Ectopic pregnancy at 5 weeks, it was a huge shock as I didn't even know I was pregnant!

I want to say how sorry I am for anybody who has been/is going through the same situation as me, it is absolutely horrific. 

I was treated with Methotrexate on 14/03 and have been feeling exhausted,but otherwise fine since. About an hour ago I started getting the most excruciating sharp low abdominal pains accompanied with sharp rectal pain and pressure. I called 111 and they sent an ambulance and my b/p and everything came out as normal but am really worried about this rectal pain- i can hardly move.

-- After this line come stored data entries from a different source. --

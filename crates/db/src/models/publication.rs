//! Publication entity model and DTOs.

use hive_core::types::DbId;
use serde::{Deserialize, Serialize};
use sqlx::FromRow;

/// Full publication row from the `posts` table.
#[derive(Debug, Clone, PartialEq, Eq, FromRow, Serialize)]
pub struct Publication {
    pub id: DbId,
    pub name: String,
    pub description: String,
    pub category: Option<String>,
    pub vendor_id: DbId,
    /// Path relative to the image store root; `None` when there is no image.
    pub image_path: Option<String>,
    pub phone: Option<String>,
    pub location: Option<String>,
}

/// Publication joined with its vendor's display name.
///
/// `vendor_name` is `None` when the vendor row no longer exists.
#[derive(Debug, Clone, PartialEq, Eq, FromRow, Serialize)]
pub struct PublicationListing {
    #[sqlx(flatten)]
    #[serde(flatten)]
    pub publication: Publication,
    pub vendor_name: Option<String>,
}

/// DTO for creating a publication. The image travels separately as an
/// encoded payload and is turned into `image_path` by the repository.
#[derive(Debug, Clone, Deserialize)]
pub struct CreatePublication {
    pub name: String,
    pub description: String,
    pub category: Option<String>,
    pub vendor_id: DbId,
    pub phone: Option<String>,
    pub location: Option<String>,
}
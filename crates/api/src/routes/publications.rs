//! Route definitions for the `/publications` resource.

use axum::routing::get;
use axum::Router;

use crate::handlers::publication;
use crate::state::AppState;

/// Routes mounted at `/publications`.
///
/// ```text
/// GET    /          -> list_publications
/// POST   /          -> create_publication
/// GET    /search    -> search_publications
/// GET    /{id}      -> get_publication
/// PATCH  /{id}      -> update_publication
/// DELETE /{id}      -> delete_publication
/// ```
pub fn router() -> Router<AppState> {
    Router::new()
        .route(
            "/",
            get(publication::list_publications).post(publication::create_publication),
        )
        .route("/search", get(publication::search_publications))
        .route(
            "/{id}",
            get(publication::get_publication)
                .patch(publication::update_publication)
                .delete(publication::delete_publication),
        )
}
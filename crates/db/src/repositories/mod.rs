//! Repository layer.
//!
//! Each repository is a zero-sized struct providing async methods that accept
//! `&DbPool` as the first argument.

pub mod publication_repo;
pub mod search_repo;
pub mod vendor_repo;

pub use publication_repo::PublicationRepo;
pub use search_repo::SearchRepo;
pub use vendor_repo::VendorRepo;
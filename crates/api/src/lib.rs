//! Hive marketplace API server library.
//!
//! Exposes the building blocks (config, state, error handling, routes) so
//! integration tests and the binary entrypoint share them.

pub mod auth;
pub mod config;
pub mod error;
pub mod handlers;
pub mod response;
pub mod router;
pub mod routes;
pub mod state;
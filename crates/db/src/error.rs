use hive_core::error::CoreError;
use hive_core::types::DbId;

/// Error returned by every repository operation.
///
/// Domain failures travel as [`CoreError`]; anything the database itself
/// reports (connectivity, I/O, constraint failures other than the ones the
/// repositories translate) stays a raw [`sqlx::Error`].
#[derive(Debug, thiserror::Error)]
pub enum RepoError {
    #[error(transparent)]
    Core(#[from] CoreError),

    #[error("Database error: {0}")]
    Database(#[from] sqlx::Error),
}

pub type RepoResult<T> = Result<T, RepoError>;

impl RepoError {
    pub fn not_found(entity: &'static str, id: DbId) -> Self {
        Self::Core(CoreError::NotFound { entity, id })
    }
}

/// Whether `err` is a unique-constraint violation reported by the database.
pub(crate) fn is_unique_violation(err: &sqlx::Error) -> bool {
    matches!(err, sqlx::Error::Database(db_err) if db_err.is_unique_violation())
}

Please reply if anyone has experienced this or knows what it could be

Thank you <3


----------



## Nataliek

Hi Patsy,

I was diagnosed with an ectopic yesterday, I am 6 weeks pregnant. I knew something was really wrong because we are in fertility treatment. I received two shots of methotrexate yesterday but have yet to have any side effects. I am hoping something happens soon. I do have slight pressure in where my cervix is but nothing overly painful. Did they give you anything for pain? I hope this is over soon for you too.


----------



## Patsy7

Hi Natalie, 

So sorry to hear your sad news.

Please be aware of the symptoms I mentioned in my last post and if in doubt just go straight to A&E.

The sharp pains I had were due to internal bleeding as my tube had ruptured. I had to have emergency surgery and my tube was removed. 

I wish you all the luck with your methotrexate treatment.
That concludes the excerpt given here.